Exercise requirements: Reproduce each entry below exactly, without omitting any.
^^^^^^^^
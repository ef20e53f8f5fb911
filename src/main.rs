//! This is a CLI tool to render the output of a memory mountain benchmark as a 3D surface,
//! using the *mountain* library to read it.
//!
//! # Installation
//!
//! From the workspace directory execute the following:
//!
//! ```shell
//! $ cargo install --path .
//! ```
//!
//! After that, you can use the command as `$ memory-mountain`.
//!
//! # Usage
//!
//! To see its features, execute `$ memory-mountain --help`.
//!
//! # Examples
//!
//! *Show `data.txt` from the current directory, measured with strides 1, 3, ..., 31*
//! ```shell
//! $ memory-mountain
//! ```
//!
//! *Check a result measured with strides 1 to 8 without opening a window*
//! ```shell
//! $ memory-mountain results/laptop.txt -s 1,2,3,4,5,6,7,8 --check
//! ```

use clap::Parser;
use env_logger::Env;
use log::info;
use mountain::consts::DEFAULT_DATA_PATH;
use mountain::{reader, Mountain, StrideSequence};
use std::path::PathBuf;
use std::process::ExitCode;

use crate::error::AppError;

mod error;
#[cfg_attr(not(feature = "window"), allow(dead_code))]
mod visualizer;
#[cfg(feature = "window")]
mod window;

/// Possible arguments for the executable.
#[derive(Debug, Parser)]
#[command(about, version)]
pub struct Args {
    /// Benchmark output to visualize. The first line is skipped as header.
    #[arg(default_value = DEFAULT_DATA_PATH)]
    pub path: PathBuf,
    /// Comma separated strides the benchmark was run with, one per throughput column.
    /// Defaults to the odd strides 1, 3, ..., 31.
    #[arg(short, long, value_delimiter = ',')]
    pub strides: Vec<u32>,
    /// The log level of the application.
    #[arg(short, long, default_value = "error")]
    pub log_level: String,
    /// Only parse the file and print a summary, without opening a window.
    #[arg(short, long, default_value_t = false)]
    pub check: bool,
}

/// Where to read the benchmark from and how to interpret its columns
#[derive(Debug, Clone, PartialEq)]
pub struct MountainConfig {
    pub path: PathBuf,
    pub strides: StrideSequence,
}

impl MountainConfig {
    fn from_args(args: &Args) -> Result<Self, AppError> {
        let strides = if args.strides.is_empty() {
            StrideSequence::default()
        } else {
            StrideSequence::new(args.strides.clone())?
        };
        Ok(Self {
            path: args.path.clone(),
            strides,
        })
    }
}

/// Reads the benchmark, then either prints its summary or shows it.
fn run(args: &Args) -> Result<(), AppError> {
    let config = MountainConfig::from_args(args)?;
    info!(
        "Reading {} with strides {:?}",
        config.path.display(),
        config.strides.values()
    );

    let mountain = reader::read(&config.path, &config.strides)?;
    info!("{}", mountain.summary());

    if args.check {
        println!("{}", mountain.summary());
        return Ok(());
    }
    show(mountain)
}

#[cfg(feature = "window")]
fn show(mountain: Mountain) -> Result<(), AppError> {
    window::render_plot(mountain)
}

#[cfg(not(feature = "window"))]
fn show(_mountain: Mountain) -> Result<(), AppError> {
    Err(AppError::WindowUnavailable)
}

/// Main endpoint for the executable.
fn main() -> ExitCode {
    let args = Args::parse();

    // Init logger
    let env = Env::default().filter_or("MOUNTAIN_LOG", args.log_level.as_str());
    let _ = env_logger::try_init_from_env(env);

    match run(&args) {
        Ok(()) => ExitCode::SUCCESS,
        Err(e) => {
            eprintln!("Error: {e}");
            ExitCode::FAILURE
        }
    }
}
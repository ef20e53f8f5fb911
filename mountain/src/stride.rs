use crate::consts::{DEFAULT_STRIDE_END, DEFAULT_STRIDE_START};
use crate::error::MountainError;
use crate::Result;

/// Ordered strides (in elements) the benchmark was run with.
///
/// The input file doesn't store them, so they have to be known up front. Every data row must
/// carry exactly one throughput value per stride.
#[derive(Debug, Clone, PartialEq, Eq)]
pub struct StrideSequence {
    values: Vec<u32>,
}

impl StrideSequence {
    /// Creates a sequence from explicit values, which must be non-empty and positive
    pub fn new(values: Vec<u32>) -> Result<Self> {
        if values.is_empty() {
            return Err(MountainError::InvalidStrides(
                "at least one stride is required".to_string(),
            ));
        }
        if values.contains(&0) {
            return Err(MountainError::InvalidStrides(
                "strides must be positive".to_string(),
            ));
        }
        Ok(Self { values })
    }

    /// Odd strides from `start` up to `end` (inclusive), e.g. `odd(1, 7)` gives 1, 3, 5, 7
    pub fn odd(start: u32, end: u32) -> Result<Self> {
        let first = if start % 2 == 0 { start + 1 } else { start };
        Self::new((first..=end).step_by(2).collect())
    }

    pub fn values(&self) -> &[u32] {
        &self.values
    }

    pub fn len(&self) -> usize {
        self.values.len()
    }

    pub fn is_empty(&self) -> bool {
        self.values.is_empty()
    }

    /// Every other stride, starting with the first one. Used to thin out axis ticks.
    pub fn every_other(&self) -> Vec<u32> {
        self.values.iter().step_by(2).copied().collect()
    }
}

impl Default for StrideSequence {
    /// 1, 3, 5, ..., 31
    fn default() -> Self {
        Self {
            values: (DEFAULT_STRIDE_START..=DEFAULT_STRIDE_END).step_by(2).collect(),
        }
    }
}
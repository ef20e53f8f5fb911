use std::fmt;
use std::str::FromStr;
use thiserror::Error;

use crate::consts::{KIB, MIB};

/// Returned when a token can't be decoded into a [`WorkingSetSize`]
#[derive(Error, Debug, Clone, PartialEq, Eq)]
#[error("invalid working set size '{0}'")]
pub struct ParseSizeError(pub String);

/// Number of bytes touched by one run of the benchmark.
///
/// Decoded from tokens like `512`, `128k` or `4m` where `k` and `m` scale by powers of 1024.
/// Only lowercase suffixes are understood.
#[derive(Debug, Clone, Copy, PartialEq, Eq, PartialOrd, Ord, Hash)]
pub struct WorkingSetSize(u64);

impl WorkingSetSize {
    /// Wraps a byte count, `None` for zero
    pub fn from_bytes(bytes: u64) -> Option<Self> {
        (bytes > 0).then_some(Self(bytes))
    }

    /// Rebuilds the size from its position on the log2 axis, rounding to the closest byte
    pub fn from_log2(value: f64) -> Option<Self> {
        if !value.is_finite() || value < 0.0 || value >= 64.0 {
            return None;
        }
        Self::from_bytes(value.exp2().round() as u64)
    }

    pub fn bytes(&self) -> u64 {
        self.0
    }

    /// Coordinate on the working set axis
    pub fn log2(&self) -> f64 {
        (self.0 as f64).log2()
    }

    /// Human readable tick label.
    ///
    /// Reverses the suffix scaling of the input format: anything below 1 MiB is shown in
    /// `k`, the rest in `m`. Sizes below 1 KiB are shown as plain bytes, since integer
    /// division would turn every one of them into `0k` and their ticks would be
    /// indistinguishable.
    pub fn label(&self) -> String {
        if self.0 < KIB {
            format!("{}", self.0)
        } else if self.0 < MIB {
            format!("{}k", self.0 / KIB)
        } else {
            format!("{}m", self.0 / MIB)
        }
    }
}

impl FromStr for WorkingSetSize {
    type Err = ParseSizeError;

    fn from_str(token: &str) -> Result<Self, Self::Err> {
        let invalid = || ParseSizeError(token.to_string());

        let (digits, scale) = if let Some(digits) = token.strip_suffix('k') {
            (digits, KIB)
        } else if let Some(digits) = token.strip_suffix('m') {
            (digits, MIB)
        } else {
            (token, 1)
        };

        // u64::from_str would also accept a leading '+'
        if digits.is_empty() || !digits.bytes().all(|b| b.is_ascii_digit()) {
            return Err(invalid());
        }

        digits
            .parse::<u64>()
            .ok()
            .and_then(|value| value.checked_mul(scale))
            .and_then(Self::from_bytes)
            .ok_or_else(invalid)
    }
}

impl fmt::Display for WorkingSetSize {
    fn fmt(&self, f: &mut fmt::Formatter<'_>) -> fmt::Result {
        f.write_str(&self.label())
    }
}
^^^^^^^^
Answer:
repository ef20e53f8f5fb911
filename src/main.rs
//! This is a CLI tool to render the output of a memory mountain benchmark as a 3D surface,
//! using the *mountain* library to read it.
//!
//! # Installation
//!
//! From the workspace directory execute the following:
//!
//! ```shell
//! $ cargo install --path .
//! ```
//!
//! After that, you can use the command as `$ memory-mountain`.
//!
//! # Usage
//!
//! To see its features, execute `$ memory-mountain --help`.
//!
//! # Examples
//!
//! *Show `data.txt` from the current directory, measured with strides 1, 3, ..., 31*
//! ```shell
//! $ memory-mountain
//! ```
//!
//! *Check a result measured with strides 1 to 8 without opening a window*
//! ```shell
//! $ memory-mountain results/laptop.txt -s 1,2,3,4,5,6,7,8 --check
//! ```

use clap::Parser;
use env_logger::Env;
use log::info;
use mountain::consts::DEFAULT_DATA_PATH;
use mountain::{reader, Mountain, StrideSequence};
use std::path::PathBuf;
use std::process::ExitCode;

use crate::error::AppError;

mod error;
#[cfg_attr(not(feature = "window"), allow(dead_code))]
mod visualizer;
#[cfg(feature = "window")]
mod window;

/// Possible arguments for the executable.
#[derive(Debug, Parser)]
#[command(about, version)]
pub struct Args {
    /// Benchmark output to visualize. The first line is skipped as header.
    #[arg(default_value = DEFAULT_DATA_PATH)]
    pub path: PathBuf,
    /// Comma separated strides the benchmark was run with, one per throughput column.
    /// Defaults to the odd strides 1, 3, ..., 31.
    #[arg(short, long, value_delimiter = ',')]
    pub strides: Vec<u32>,
    /// The log level of the application.
    #[arg(short, long, default_value = "error")]
    pub log_level: String,
    /// Only parse the file and print a summary, without opening a window.
    #[arg(short, long, default_value_t = false)]
    pub check: bool,
}

/// Where to read the benchmark from and how to interpret its columns
#[derive(Debug, Clone, PartialEq)]
pub struct MountainConfig {
    pub path: PathBuf,
    pub strides: StrideSequence,
}

impl MountainConfig {
    fn from_args(args: &Args) -> Result<Self, AppError> {
        let strides = if args.strides.is_empty() {
            StrideSequence::default()
        } else {
            StrideSequence::new(args.strides.clone())?
        };
        Ok(Self {
            path: args.path.clone(),
            strides,
        })
    }
}

/// Reads the benchmark, then either prints its summary or shows it.
fn run(args: &Args) -> Result<(), AppError> {
    let config = MountainConfig::from_args(args)?;
    info!(
        "Reading {} with strides {:?}",
        config.path.display(),
        config.strides.values()
    );

    let mountain = reader::read(&config.path, &config.strides)?;
    info!("{}", mountain.summary());

    if args.check {
        println!("{}", mountain.summary());
        return Ok(());
    }
    show(mountain)
}

#[cfg(feature = "window")]
fn show(mountain: Mountain) -> Result<(), AppError> {
    window::render_plot(mountain)
}

#[cfg(not(feature = "window"))]
fn show(_mountain: Mountain) -> Result<(), AppError> {
    Err(AppError::WindowUnavailable)
}

/// Main endpoint for the executable.
fn main() -> ExitCode {
    let args = Args::parse();

    // Init logger
    let env = Env::default().filter_or("MOUNTAIN_LOG", args.log_level.as_str());
    let _ = env_logger::try_init_from_env(env);

    match run(&args) {
        Ok(()) => ExitCode::SUCCESS,
        Err(e) => {
            eprintln!("Error: {e}");
            ExitCode::FAILURE
        }
    }
}
repository ef20e53f8f5fb911
filename mountain/src/stride.rs
use crate::consts::{DEFAULT_STRIDE_END, DEFAULT_STRIDE_START};
use crate::error::MountainError;
use crate::Result;

/// Ordered strides (in elements) the benchmark was run with.
///
/// The input file doesn't store them, so they have to be known up front. Every data row must
/// carry exactly one throughput value per stride.
#[derive(Debug, Clone, PartialEq, Eq)]
pub struct StrideSequence {
    values: Vec<u32>,
}

impl StrideSequence {
    /// Creates a sequence from explicit values, which must be non-empty and positive
    pub fn new(values: Vec<u32>) -> Result<Self> {
        if values.is_empty() {
            return Err(MountainError::InvalidStrides(
                "at least one stride is required".to_string(),
            ));
        }
        if values.contains(&0) {
            return Err(MountainError::InvalidStrides(
                "strides must be positive".to_string(),
            ));
        }
        Ok(Self { values })
    }

    /// Odd strides from `start` up to `end` (inclusive), e.g. `odd(1, 7)` gives 1, 3, 5, 7
    pub fn odd(start: u32, end: u32) -> Result<Self> {
        let first = if start % 2 == 0 { start + 1 } else { start };
        Self::new((first..=end).step_by(2).collect())
    }

    pub fn values(&self) -> &[u32] {
        &self.values
    }

    pub fn len(&self) -> usize {
        self.values.len()
    }

    pub fn is_empty(&self) -> bool {
        self.values.is_empty()
    }

    /// Every other stride, starting with the first one. Used to thin out axis ticks.
    pub fn every_other(&self) -> Vec<u32> {
        self.values.iter().step_by(2).copied().collect()
    }
}

impl Default for StrideSequence {
    /// 1, 3, 5, ..., 31
    fn default() -> Self {
        Self {
            values: (DEFAULT_STRIDE_START..=DEFAULT_STRIDE_END).step_by(2).collect(),
        }
    }
}
repository ef20e53f8f5fb911
use std::fmt;
use std::str::FromStr;
use thiserror::Error;

use crate::consts::{KIB, MIB};

/// Returned when a token can't be decoded into a [`WorkingSetSize`]
#[derive(Error, Debug, Clone, PartialEq, Eq)]
#[error("invalid working set size '{0}'")]
pub struct ParseSizeError(pub String);

/// Number of bytes touched by one run of the benchmark.
///
/// Decoded from tokens like `512`, `128k` or `4m` where `k` and `m` scale by powers of 1024.
/// Only lowercase suffixes are understood.
#[derive(Debug, Clone, Copy, PartialEq, Eq, PartialOrd, Ord, Hash)]
pub struct WorkingSetSize(u64);

impl WorkingSetSize {
    /// Wraps a byte count, `None` for zero
    pub fn from_bytes(bytes: u64) -> Option<Self> {
        (bytes > 0).then_some(Self(bytes))
    }

    /// Rebuilds the size from its position on the log2 axis, rounding to the closest byte
    pub fn from_log2(value: f64) -> Option<Self> {
        if !value.is_finite() || value < 0.0 || value >= 64.0 {
            return None;
        }
        Self::from_bytes(value.exp2().round() as u64)
    }

    pub fn bytes(&self) -> u64 {
        self.0
    }

    /// Coordinate on the working set axis
    pub fn log2(&self) -> f64 {
        (self.0 as f64).log2()
    }

    /// Human readable tick label.
    ///
    /// Reverses the suffix scaling of the input format: anything below 1 MiB is shown in
    /// `k`, the rest in `m`. Sizes below 1 KiB are shown as plain bytes, since integer
    /// division would turn every one of them into `0k` and their ticks would be
    /// indistinguishable.
    pub fn label(&self) -> String {
        if self.0 < KIB {
            format!("{}", self.0)
        } else if self.0 < MIB {
            format!("{}k", self.0 / KIB)
        } else {
            format!("{}m", self.0 / MIB)
        }
    }
}

impl FromStr for WorkingSetSize {
    type Err = ParseSizeError;

    fn from_str(token: &str) -> Result<Self, Self::Err> {
        let invalid = || ParseSizeError(token.to_string());

        let (digits, scale) = if let Some(digits) = token.strip_suffix('k') {
            (digits, KIB)
        } else if let Some(digits) = token.strip_suffix('m') {
            (digits, MIB)
        } else {
            (token, 1)
        };

        // u64::from_str would also accept a leading '+'
        if digits.is_empty() || !digits.bytes().all(|b| b.is_ascii_digit()) {
            return Err(invalid());
        }

        digits
            .parse::<u64>()
            .ok()
            .and_then(|value| value.checked_mul(scale))
            .and_then(Self::from_bytes)
            .ok_or_else(invalid)
    }
}

impl fmt::Display for WorkingSetSize {
    fn fmt(&self, f: &mut fmt::Formatter<'_>) -> fmt::Result {
        f.write_str(&self.label())
    }
}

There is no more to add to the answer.